Glaucoma is the world's leading irreversible cause of blindness. It is characterized by progressive retinal ganglion cells (RGCs) loss and axon damage, and there is no effective prevention or treatment so far. In this study, tetrahedral frame nucleic acids (tFNAs) with various biological functions are selected as the carrier, and microRNA-22-3p (miR-22) are modified by attaching them onto tFNAs to synthesize a novel DNA nanocomplex (tFNAs-miR22). Relevant results show that tFNAs can efficiently transfer miR-22 into damaged retinal neurons to impose a neuroprotective effect on glaucoma.
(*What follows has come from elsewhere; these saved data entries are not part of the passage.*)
//! Router assembly.

use crate::api::{admin, pos, AppState};
use crate::auth;
use crate::middleware::{logging, rate_limit};
use axum::{
    middleware as axum_mw,
    routing::{get, post},
    Router,
};
use tower_http::cors::CorsLayer;

pub fn build_router(state: AppState) -> Router {
    let enroll_routes = Router::new()
        .route("/enroll", post(pos::enroll))
        .route_layer(axum_mw::from_fn_with_state(
            state.enroll_limiter.clone(),
            rate_limit::enroll_rate_limit,
        ));

    // Status endpoints use the permissive auth variant: the token must
    // resolve, but inactive devices/stores may still read their state.
    let status_routes = Router::new()
        .route("/devices/me", get(pos::devices_me))
        .route("/ui-status", get(pos::ui_status))
        .route("/stores/:storeId/status", get(pos::store_status))
        .route_layer(axum_mw::from_fn_with_state(state.clone(), auth::device_status));

    let pos_routes = Router::new()
        .route("/scan/resolve", post(pos::scan_resolve))
        .route("/products/price", post(pos::set_price))
        .route("/sales", post(pos::create_sale))
        .route("/sales/:saleId/confirm", post(pos::confirm_sale))
        .route("/sales/:saleId/cancel", post(pos::cancel_sale))
        .route("/payments/upi/init", post(pos::upi_init))
        .route("/payments/upi/confirm-manual", post(pos::upi_confirm_manual))
        .route("/payments/cash", post(pos::pay_cash))
        .route("/payments/due", post(pos::pay_due))
        .route("/bills", get(pos::list_bills))
        .route("/bills/:saleId", get(pos::bill_detail))
        .route("/collections", post(pos::create_collection).get(pos::list_collections))
        .route("/purchases", post(pos::create_purchase))
        .route("/sync", post(pos::sync_batch))
        .route("/events", post(pos::record_event))
        .route_layer(axum_mw::from_fn_with_state(state.clone(), auth::device_auth));

    let admin_routes = Router::new()
        .route("/stores", post(admin::create_store))
        .route("/stores/:storeId/enrollment-codes", post(admin::issue_code))
        .route("/stores/:storeId/devices", get(admin::list_devices))
        .route("/stores/:storeId/inventory", get(admin::store_inventory))
        .route("/stores/:storeId/inventory/adjust", post(admin::adjust_inventory))
        .route("/stores/:storeId/ledger", get(admin::store_ledger))
        .route_layer(axum_mw::from_fn_with_state(state.clone(), auth::admin_auth));

    Router::new()
        .route("/health", get(pos::health))
        .nest(
            "/api/v1/pos",
            enroll_routes.merge(status_routes).merge(pos_routes),
        )
        .nest("/api/v1/admin", admin_routes)
        .layer(CorsLayer::permissive())
        .layer(axum_mw::from_fn(logging::request_logging))
        .with_state(state)
}
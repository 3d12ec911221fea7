//! Device authentication and store binding.

pub mod enrollment;
pub mod middleware;

pub use enrollment::{enroll_device, issue_enrollment_code, DeviceMeta};
pub use middleware::{admin_auth, device_auth, device_status, DeviceContext};
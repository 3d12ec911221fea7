//! In-memory scan debouncing.
//!
//! Suppresses identical scans arriving within a short window for the same
//! (store, mode) pair. Advisory only: the durable dedup lives in the
//! scan_events/processed_events tables, so this map is safe to evict at any
//! time.

use parking_lot::Mutex;
use std::collections::HashMap;
use std::time::{Duration, Instant};

const DEBOUNCE_WINDOW: Duration = Duration::from_millis(500);

#[derive(Clone, Default)]
pub struct ScanDebouncer {
    state: std::sync::Arc<Mutex<HashMap<(String, String, String), Instant>>>,
}

impl ScanDebouncer {
    pub fn new() -> Self {
        Self::default()
    }

    /// Returns `true` when this scan is a rapid duplicate of one seen within
    /// the window; otherwise records it and returns `false`.
    pub fn is_duplicate(&self, store_id: &str, mode: &str, scan_value: &str) -> bool {
        let key = (store_id.to_string(), mode.to_string(), scan_value.to_string());
        let now = Instant::now();
        let mut state = self.state.lock();

        if let Some(last) = state.get(&key) {
            if now.duration_since(*last) < DEBOUNCE_WINDOW {
                return true;
            }
        }
        state.insert(key, now);

        if state.len() > 4096 {
            state.retain(|_, seen| now.duration_since(*seen) < DEBOUNCE_WINDOW * 2);
        }
        false
    }
}
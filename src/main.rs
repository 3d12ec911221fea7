//! Supermandi POS backend.
//!
//! Server-side backbone for handheld POS devices: device enrollment and
//! store binding, scan-to-product resolution, two-phase sales with
//! serialized stock deduction, purchases, and idempotent offline sync.

use anyhow::{Context, Result};
use std::net::SocketAddr;
use supermandi_backend::{api::routes::build_router, AppState, Config, Db};
use tokio::net::TcpListener;
use tracing::info;
use tracing_subscriber::{layer::SubscriberExt, util::SubscriberInitExt};

#[tokio::main]
async fn main() -> Result<()> {
    tracing_subscriber::registry()
        .with(
            tracing_subscriber::EnvFilter::try_from_default_env()
                .unwrap_or_else(|_| "info,supermandi_backend=debug".into()),
        )
        .with(tracing_subscriber::fmt::layer())
        .init();

    let config = Config::from_env()?;
    info!(db = %config.database_path, "🗄️  Opening database");
    let db = Db::open(&config.database_path)?;

    if config.admin_token.is_none() {
        info!("🔒 ADMIN_TOKEN not set; admin surface disabled");
    }

    let port = config.port;
    let state = AppState::new(db, config);
    let app = build_router(state);

    let addr = format!("0.0.0.0:{port}");
    let listener = TcpListener::bind(&addr).await?;
    info!("🎯 POS API listening on {}", addr);

    axum::serve(
        listener,
        app.into_make_service_with_connect_info::<SocketAddr>(),
    )
    .await
    .context("Server error")?;

    Ok(())
}
//! API error envelope.
//!
//! Every handler failure is an `ApiError` carrying one of the stable error
//! kinds plus an optional human message. Clients key their retry behavior
//! off the `error` token, so kinds are never renamed.

use axum::{
    http::StatusCode,
    response::{IntoResponse, Response},
    Json,
};
use serde::Serialize;
use serde_json::json;

/// Per-SKU shortfall detail attached to `insufficient_stock` responses.
#[derive(Debug, Clone, Serialize)]
pub struct StockShortfall {
    #[serde(rename = "skuId")]
    pub sku_id: String,
    pub available: i64,
    pub required: i64,
    pub name: String,
    pub message: String,
}

impl StockShortfall {
    pub fn new(sku_id: impl Into<String>, available: i64, required: i64, name: impl Into<String>) -> Self {
        Self {
            sku_id: sku_id.into(),
            available,
            required,
            name: name.into(),
            message: format!("required {} but only {} available", required, available),
        }
    }
}

#[derive(Debug)]
pub struct ApiError {
    pub status: StatusCode,
    pub kind: String,
    pub message: Option<String>,
    pub details: Option<Vec<StockShortfall>>,
}

pub type ApiResult<T> = Result<T, ApiError>;

impl ApiError {
    pub fn new(status: StatusCode, kind: impl Into<String>) -> Self {
        Self {
            status,
            kind: kind.into(),
            message: None,
            details: None,
        }
    }

    pub fn with_message(mut self, message: impl Into<String>) -> Self {
        self.message = Some(message.into());
        self
    }

    pub fn bad_request(kind: impl Into<String>) -> Self {
        Self::new(StatusCode::BAD_REQUEST, kind)
    }

    pub fn unauthorized(kind: impl Into<String>) -> Self {
        Self::new(StatusCode::UNAUTHORIZED, kind)
    }

    pub fn forbidden(kind: impl Into<String>) -> Self {
        Self::new(StatusCode::FORBIDDEN, kind)
    }

    pub fn not_found(kind: impl Into<String>) -> Self {
        Self::new(StatusCode::NOT_FOUND, kind)
    }

    pub fn conflict(kind: impl Into<String>) -> Self {
        Self::new(StatusCode::CONFLICT, kind)
    }

    /// 409 with per-SKU `{skuId, available, required, name, message}` details.
    pub fn insufficient_stock(details: Vec<StockShortfall>) -> Self {
        let mut err = Self::conflict("insufficient_stock");
        err.details = Some(details);
        err
    }

    pub fn db_unavailable() -> Self {
        Self::new(StatusCode::SERVICE_UNAVAILABLE, "database unavailable")
    }

    pub fn internal(message: impl Into<String>) -> Self {
        Self::new(StatusCode::INTERNAL_SERVER_ERROR, "internal_error").with_message(message)
    }
}

impl std::fmt::Display for ApiError {
    fn fmt(&self, f: &mut std::fmt::Formatter<'_>) -> std::fmt::Result {
        match &self.message {
            Some(m) => write!(f, "{}: {}", self.kind, m),
            None => write!(f, "{}", self.kind),
        }
    }
}

impl std::error::Error for ApiError {}

impl From<rusqlite::Error> for ApiError {
    fn from(e: rusqlite::Error) -> Self {
        ApiError::internal(e.to_string())
    }
}

impl From<anyhow::Error> for ApiError {
    fn from(e: anyhow::Error) -> Self {
        ApiError::internal(e.to_string())
    }
}

impl IntoResponse for ApiError {
    fn into_response(self) -> Response {
        let mut body = json!({ "error": self.kind });
        if let Some(message) = &self.message {
            body["message"] = json!(message);
        }
        if let Some(details) = &self.details {
            body["details"] = json!(details);
        }
        (self.status, Json(body)).into_response()
    }
}
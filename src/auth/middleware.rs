//! Device auth middleware.
//!
//! Resolves the `x-device-token` header into a `DeviceContext` request
//! extension and enforces the binding rules: the device must be active, its
//! store must be active, and any `storeId` the client smuggles into the
//! query string or request body (at any nesting depth) must equal the bound
//! store.

use crate::api::AppState;
use crate::errors::{ApiError, ApiResult};
use axum::{
    body::Body,
    extract::{Request, State},
    middleware::Next,
    response::Response,
};
use rusqlite::{params, OptionalExtension};
use serde_json::Value;

const MAX_BODY_BYTES: usize = 1024 * 1024;

/// Resolved device -> store binding, available to handlers as an extension.
#[derive(Debug, Clone)]
pub struct DeviceContext {
    pub device_id: String,
    pub store_id: Option<String>,
    pub device_active: bool,
    pub store_active: bool,
    pub store_name: Option<String>,
}

impl DeviceContext {
    /// Bound store id, or `device_not_enrolled` for unbound devices.
    pub fn require_store(&self) -> ApiResult<&str> {
        self.store_id
            .as_deref()
            .ok_or_else(|| ApiError::forbidden("device_not_enrolled"))
    }
}

async fn resolve_token(state: &AppState, token: &str) -> ApiResult<Option<DeviceContext>> {
    let token = token.to_string();
    state
        .db
        .read(move |conn| {
            Ok(conn
                .query_row(
                    "SELECT d.id, d.store_id, d.active, COALESCE(s.active, 0), s.upi_vpa, s.name
                     FROM pos_devices d LEFT JOIN stores s ON s.id = d.store_id
                     WHERE d.device_token = ?1",
                    params![token],
                    |row| {
                        let upi_vpa: Option<String> = row.get(4)?;
                        Ok(DeviceContext {
                            device_id: row.get(0)?,
                            store_id: row.get(1)?,
                            device_active: row.get::<_, i64>(2)? != 0,
                            // A store is only active while it carries a
                            // usable UPI VPA.
                            store_active: row.get::<_, i64>(3)? != 0
                                && upi_vpa.map_or(false, |v| !v.trim().is_empty()),
                            store_name: row.get(5)?,
                        })
                    },
                )
                .optional()?)
        })
        .await
}

fn token_from_request(req: &Request) -> Option<String> {
    req.headers()
        .get("x-device-token")
        .and_then(|h| h.to_str().ok())
        .map(|t| t.trim().to_string())
        .filter(|t| !t.is_empty())
}

/// Collect every `storeId` string found anywhere in a JSON document.
fn collect_store_ids(value: &Value, out: &mut Vec<String>) {
    match value {
        Value::Object(map) => {
            for (key, child) in map {
                if key == "storeId" {
                    if let Value::String(s) = child {
                        out.push(s.clone());
                    }
                }
                collect_store_ids(child, out);
            }
        }
        Value::Array(items) => {
            for child in items {
                collect_store_ids(child, out);
            }
        }
        _ => {}
    }
}

fn query_store_ids(query: Option<&str>) -> Vec<String> {
    query
        .unwrap_or_default()
        .split('&')
        .filter_map(|pair| pair.strip_prefix("storeId="))
        .map(|v| v.to_string())
        .collect()
}

/// Strict middleware for every write/read path that acts on the bound store.
pub async fn device_auth(
    State(state): State<AppState>,
    req: Request,
    next: Next,
) -> Result<Response, ApiError> {
    let token = token_from_request(&req).ok_or_else(|| ApiError::unauthorized("device_unauthorized"))?;
    let context = resolve_token(&state, &token)
        .await?
        .ok_or_else(|| ApiError::unauthorized("device_unauthorized"))?;

    let bound_store = context.require_store()?.to_string();
    if !context.device_active {
        return Err(ApiError::forbidden("device_inactive"));
    }
    if !context.store_active {
        return Err(ApiError::forbidden("store_inactive"));
    }

    let (parts, body) = req.into_parts();
    let bytes = axum::body::to_bytes(body, MAX_BODY_BYTES)
        .await
        .map_err(|e| ApiError::bad_request("invalid_item").with_message(e.to_string()))?;

    let mut supplied = query_store_ids(parts.uri.query());
    if !bytes.is_empty() {
        if let Ok(json) = serde_json::from_slice::<Value>(&bytes) {
            collect_store_ids(&json, &mut supplied);
        }
    }
    if supplied.iter().any(|s| s != &bound_store) {
        return Err(ApiError::forbidden("store_mismatch"));
    }

    let mut req = Request::from_parts(parts, Body::from(bytes));
    req.extensions_mut().insert(context);
    Ok(next.run(req).await)
}

/// Permissive variant for read-only status endpoints: the token must
/// resolve, but enrollment/active/mismatch checks are left to the handler.
pub async fn device_status(
    State(state): State<AppState>,
    mut req: Request,
    next: Next,
) -> Result<Response, ApiError> {
    let token = token_from_request(&req).ok_or_else(|| ApiError::unauthorized("device_unauthorized"))?;
    let context = resolve_token(&state, &token)
        .await?
        .ok_or_else(|| ApiError::unauthorized("device_unauthorized"))?;
    req.extensions_mut().insert(context);
    Ok(next.run(req).await)
}

/// Admin surface guard: `x-admin-token` must match the configured secret;
/// with no secret configured the surface is disabled outright.
pub async fn admin_auth(
    State(state): State<AppState>,
    req: Request,
    next: Next,
) -> Result<Response, ApiError> {
    let Some(expected) = state.config.admin_token.as_deref() else {
        return Err(ApiError::new(
            axum::http::StatusCode::SERVICE_UNAVAILABLE,
            "admin_disabled",
        ));
    };
    let supplied = req
        .headers()
        .get("x-admin-token")
        .and_then(|h| h.to_str().ok())
        .unwrap_or_default();
    if supplied != expected {
        return Err(ApiError::unauthorized("Unauthorized"));
    }
    Ok(next.run(req).await)
}
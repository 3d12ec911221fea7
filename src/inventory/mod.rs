//! Inventory ledger.
//!
//! Append-only movement log driving the authoritative per-store quantity.
//! `store_inventory.available_qty` must always equal the ledger sum for the
//! same `(store, global product)` pair. Divisible products are tracked
//! separately in `bulk_inventory`, denominated in base units (g/ml).

use crate::errors::{ApiError, ApiResult, StockShortfall};
use chrono::Utc;
use rusqlite::{params, Connection, OptionalExtension};
use std::collections::BTreeMap;
use uuid::Uuid;

#[derive(Debug, Clone, Copy, PartialEq, Eq)]
pub enum MovementType {
    Receive,
    Sell,
    Adjustment,
}

impl MovementType {
    pub fn as_str(&self) -> &'static str {
        match self {
            MovementType::Receive => "RECEIVE",
            MovementType::Sell => "SELL",
            MovementType::Adjustment => "ADJUSTMENT",
        }
    }
}

/// Provenance attached to a ledger row.
#[derive(Debug, Clone, Copy, Default)]
pub struct MovementRef<'a> {
    pub reference_type: Option<&'a str>,
    pub reference_id: Option<&'a str>,
    pub reason: Option<&'a str>,
}

impl<'a> MovementRef<'a> {
    pub fn sale(sale_id: &'a str) -> Self {
        Self {
            reference_type: Some("SALE"),
            reference_id: Some(sale_id),
            reason: None,
        }
    }

    pub fn purchase(purchase_id: &'a str) -> Self {
        Self {
            reference_type: Some("PURCHASE"),
            reference_id: Some(purchase_id),
            reason: None,
        }
    }
}

/// One availability requirement for `ensure_availability`.
#[derive(Debug, Clone)]
pub struct StockRequirement {
    pub global_product_id: String,
    pub required: i64,
    pub name: Option<String>,
}

/// Apply one stock movement: adjust `store_inventory` and append the ledger
/// row, atomically within the caller's transaction. Returns the new
/// available quantity.
pub fn apply_movement(
    conn: &Connection,
    store_id: &str,
    global_product_id: &str,
    movement: MovementType,
    quantity: i64,
    unit_cost_minor: Option<i64>,
    unit_sell_minor: Option<i64>,
    reference: MovementRef<'_>,
) -> ApiResult<i64> {
    if quantity == 0 {
        return Err(ApiError::bad_request("invalid_quantity").with_message("quantity must be non-zero"));
    }
    let delta = match movement {
        MovementType::Receive => quantity.abs(),
        MovementType::Sell => -quantity.abs(),
        MovementType::Adjustment => quantity,
    };

    conn.execute(
        "INSERT INTO store_inventory (store_id, global_product_id, available_qty)
         VALUES (?1, ?2, 0)
         ON CONFLICT(store_id, global_product_id) DO NOTHING",
        params![store_id, global_product_id],
    )?;

    let current: i64 = conn.query_row(
        "SELECT available_qty FROM store_inventory
         WHERE store_id = ?1 AND global_product_id = ?2",
        params![store_id, global_product_id],
        |row| row.get(0),
    )?;

    let next = current + delta;
    if next < 0 {
        let name = product_name(conn, global_product_id)?;
        return Err(ApiError::insufficient_stock(vec![StockShortfall::new(
            global_product_id,
            current,
            delta.abs(),
            name,
        )]));
    }

    conn.execute(
        "UPDATE store_inventory SET available_qty = ?3
         WHERE store_id = ?1 AND global_product_id = ?2",
        params![store_id, global_product_id, next],
    )?;

    conn.execute(
        "INSERT INTO inventory_ledger
            (id, store_id, global_product_id, movement_type, quantity,
             unit_cost_minor, unit_sell_minor, reason, reference_type, reference_id, created_at)
         VALUES (?1, ?2, ?3, ?4, ?5, ?6, ?7, ?8, ?9, ?10, ?11)",
        params![
            Uuid::new_v4().to_string(),
            store_id,
            global_product_id,
            movement.as_str(),
            delta,
            unit_cost_minor,
            unit_sell_minor,
            reference.reason,
            reference.reference_type,
            reference.reference_id,
            Utc::now().to_rfc3339(),
        ],
    )?;

    Ok(next)
}

/// Verify that every requirement can be satisfied. Requirements for the same
/// product are aggregated, and rows are examined in sorted product order so
/// concurrent checks always walk the table the same way.
pub fn ensure_availability(
    conn: &Connection,
    store_id: &str,
    requirements: &[StockRequirement],
) -> ApiResult<()> {
    let mut required: BTreeMap<&str, (i64, Option<&str>)> = BTreeMap::new();
    for req in requirements {
        let entry = required.entry(req.global_product_id.as_str()).or_insert((0, None));
        entry.0 += req.required;
        if entry.1.is_none() {
            entry.1 = req.name.as_deref();
        }
    }

    let mut shortfalls = Vec::new();
    for (global_product_id, (needed, name)) in required {
        let available: i64 = conn
            .query_row(
                "SELECT available_qty FROM store_inventory
                 WHERE store_id = ?1 AND global_product_id = ?2",
                params![store_id, global_product_id],
                |row| row.get(0),
            )
            .optional()?
            .unwrap_or(0);
        if available < needed {
            let name = match name {
                Some(n) => n.to_string(),
                None => product_name(conn, global_product_id)?,
            };
            shortfalls.push(StockShortfall::new(global_product_id, available, needed, name));
        }
    }

    if shortfalls.is_empty() {
        Ok(())
    } else {
        Err(ApiError::insufficient_stock(shortfalls))
    }
}

/// Ledger sum for a product; reconciliation against `store_inventory`.
pub fn fetch_ledger_stock(conn: &Connection, store_id: &str, global_product_id: &str) -> ApiResult<i64> {
    let sum: Option<i64> = conn.query_row(
        "SELECT SUM(quantity) FROM inventory_ledger
         WHERE store_id = ?1 AND global_product_id = ?2",
        params![store_id, global_product_id],
        |row| row.get(0),
    )?;
    Ok(sum.unwrap_or(0))
}

fn product_name(conn: &Connection, global_product_id: &str) -> ApiResult<String> {
    Ok(conn
        .query_row(
            "SELECT global_name FROM global_products WHERE id = ?1",
            params![global_product_id],
            |row| row.get(0),
        )
        .optional()?
        .unwrap_or_else(|| global_product_id.to_string()))
}

// ---------------------------------------------------------------------------
// Bulk sub-engine
// ---------------------------------------------------------------------------

/// Purchase/selling units mapped to (base unit, multiplier).
pub fn unit_to_base(unit: &str) -> Option<(&'static str, i64)> {
    match unit.trim().to_ascii_lowercase().as_str() {
        "g" => Some(("g", 1)),
        "kg" => Some(("g", 1000)),
        "ml" => Some(("ml", 1)),
        "l" => Some(("ml", 1000)),
        _ => None,
    }
}

/// One bulk requirement: `required_base` base units of a divisible product.
#[derive(Debug, Clone)]
pub struct BulkRequirement {
    pub product_id: String,
    pub base_unit: String,
    pub required_base: i64,
    pub name: String,
}

fn bulk_row(conn: &Connection, store_id: &str, product_id: &str) -> ApiResult<Option<(String, i64)>> {
    Ok(conn
        .query_row(
            "SELECT base_unit, quantity_base FROM bulk_inventory
             WHERE store_id = ?1 AND product_id = ?2",
            params![store_id, product_id],
            |row| Ok((row.get(0)?, row.get(1)?)),
        )
        .optional()?)
}

/// Check aggregate base-unit availability across all lines sharing a product.
pub fn ensure_bulk_availability(
    conn: &Connection,
    store_id: &str,
    requirements: &[BulkRequirement],
) -> ApiResult<()> {
    let mut required: BTreeMap<&str, (i64, &str, &str)> = BTreeMap::new();
    for req in requirements {
        let entry = required
            .entry(req.product_id.as_str())
            .or_insert((0, req.base_unit.as_str(), req.name.as_str()));
        entry.0 += req.required_base;
    }

    let mut shortfalls = Vec::new();
    for (product_id, (needed, base_unit, name)) in required {
        match bulk_row(conn, store_id, product_id)? {
            Some((unit, quantity_base)) => {
                if unit != base_unit {
                    return Err(ApiError::conflict("bulk_unit_mismatch")
                        .with_message(format!("bulk inventory is tracked in {unit}, movement uses {base_unit}")));
                }
                if quantity_base < needed {
                    shortfalls.push(StockShortfall::new(product_id, quantity_base, needed, name));
                }
            }
            None => shortfalls.push(StockShortfall::new(product_id, 0, needed, name)),
        }
    }

    if shortfalls.is_empty() {
        Ok(())
    } else {
        Err(ApiError::insufficient_stock(shortfalls))
    }
}

/// Deduct base units from a product's bulk pool. The pool must already exist
/// with a matching base unit and enough quantity.
pub fn apply_bulk_deduction(
    conn: &Connection,
    store_id: &str,
    product_id: &str,
    base_unit: &str,
    amount_base: i64,
    name: &str,
) -> ApiResult<i64> {
    match bulk_row(conn, store_id, product_id)? {
        Some((unit, quantity_base)) => {
            if unit != base_unit {
                return Err(ApiError::conflict("bulk_unit_mismatch")
                    .with_message(format!("bulk inventory is tracked in {unit}, movement uses {base_unit}")));
            }
            if quantity_base < amount_base {
                return Err(ApiError::insufficient_stock(vec![StockShortfall::new(
                    product_id,
                    quantity_base,
                    amount_base,
                    name,
                )]));
            }
            let next = quantity_base - amount_base;
            conn.execute(
                "UPDATE bulk_inventory SET quantity_base = ?3
                 WHERE store_id = ?1 AND product_id = ?2",
                params![store_id, product_id, next],
            )?;
            Ok(next)
        }
        None => Err(ApiError::insufficient_stock(vec![StockShortfall::new(
            product_id, 0, amount_base, name,
        )])),
    }
}

/// Add base units to a product's bulk pool, creating it on first use. The
/// first row fixes `base_unit` for the (store, product) pair.
pub fn bulk_topup(
    conn: &Connection,
    store_id: &str,
    product_id: &str,
    base_unit: &str,
    amount_base: i64,
) -> ApiResult<i64> {
    match bulk_row(conn, store_id, product_id)? {
        Some((unit, quantity_base)) => {
            if unit != base_unit {
                return Err(ApiError::conflict("bulk_unit_mismatch")
                    .with_message(format!("bulk inventory is tracked in {unit}, movement uses {base_unit}")));
            }
            let next = quantity_base + amount_base;
            conn.execute(
                "UPDATE bulk_inventory SET quantity_base = ?3
                 WHERE store_id = ?1 AND product_id = ?2",
                params![store_id, product_id, next],
            )?;
            Ok(next)
        }
        None => {
            conn.execute(
                "INSERT INTO bulk_inventory (store_id, product_id, base_unit, quantity_base)
                 VALUES (?1, ?2, ?3, ?4)",
                params![store_id, product_id, base_unit, amount_base],
            )?;
            Ok(amount_base)
        }
    }
}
More interestingly, a certain synergism between tFNAs and miR-22 is shown. tFNAs-miR22 can selectively activate tyrosine kinase receptor B (TrkB) and regulate the TrkB-brain-derived growth factor (BDNF) signaling pathway to restore the expression of BDNF on the models of N-methyl-D-aspartate (NMDA)-induced glaucoma in vivo and in vitro, thus exerting the neuroprotective effect on retinal neurons. This study shows the successfully establishment of a simple but effective delivery system of microRNAs associated with glaucoma treatment, which may be a promising neuroprotective agent for future treatment of this optic neurodegenerative disease.

Automated summary

The study demonstrated that tetrahedral frame nucleic acids (tFNAs) - modified miR-22 can effectively treat glaucoma by activating the TrkB-BDNF signaling pathway to restore damaged retinal neurons' protective function.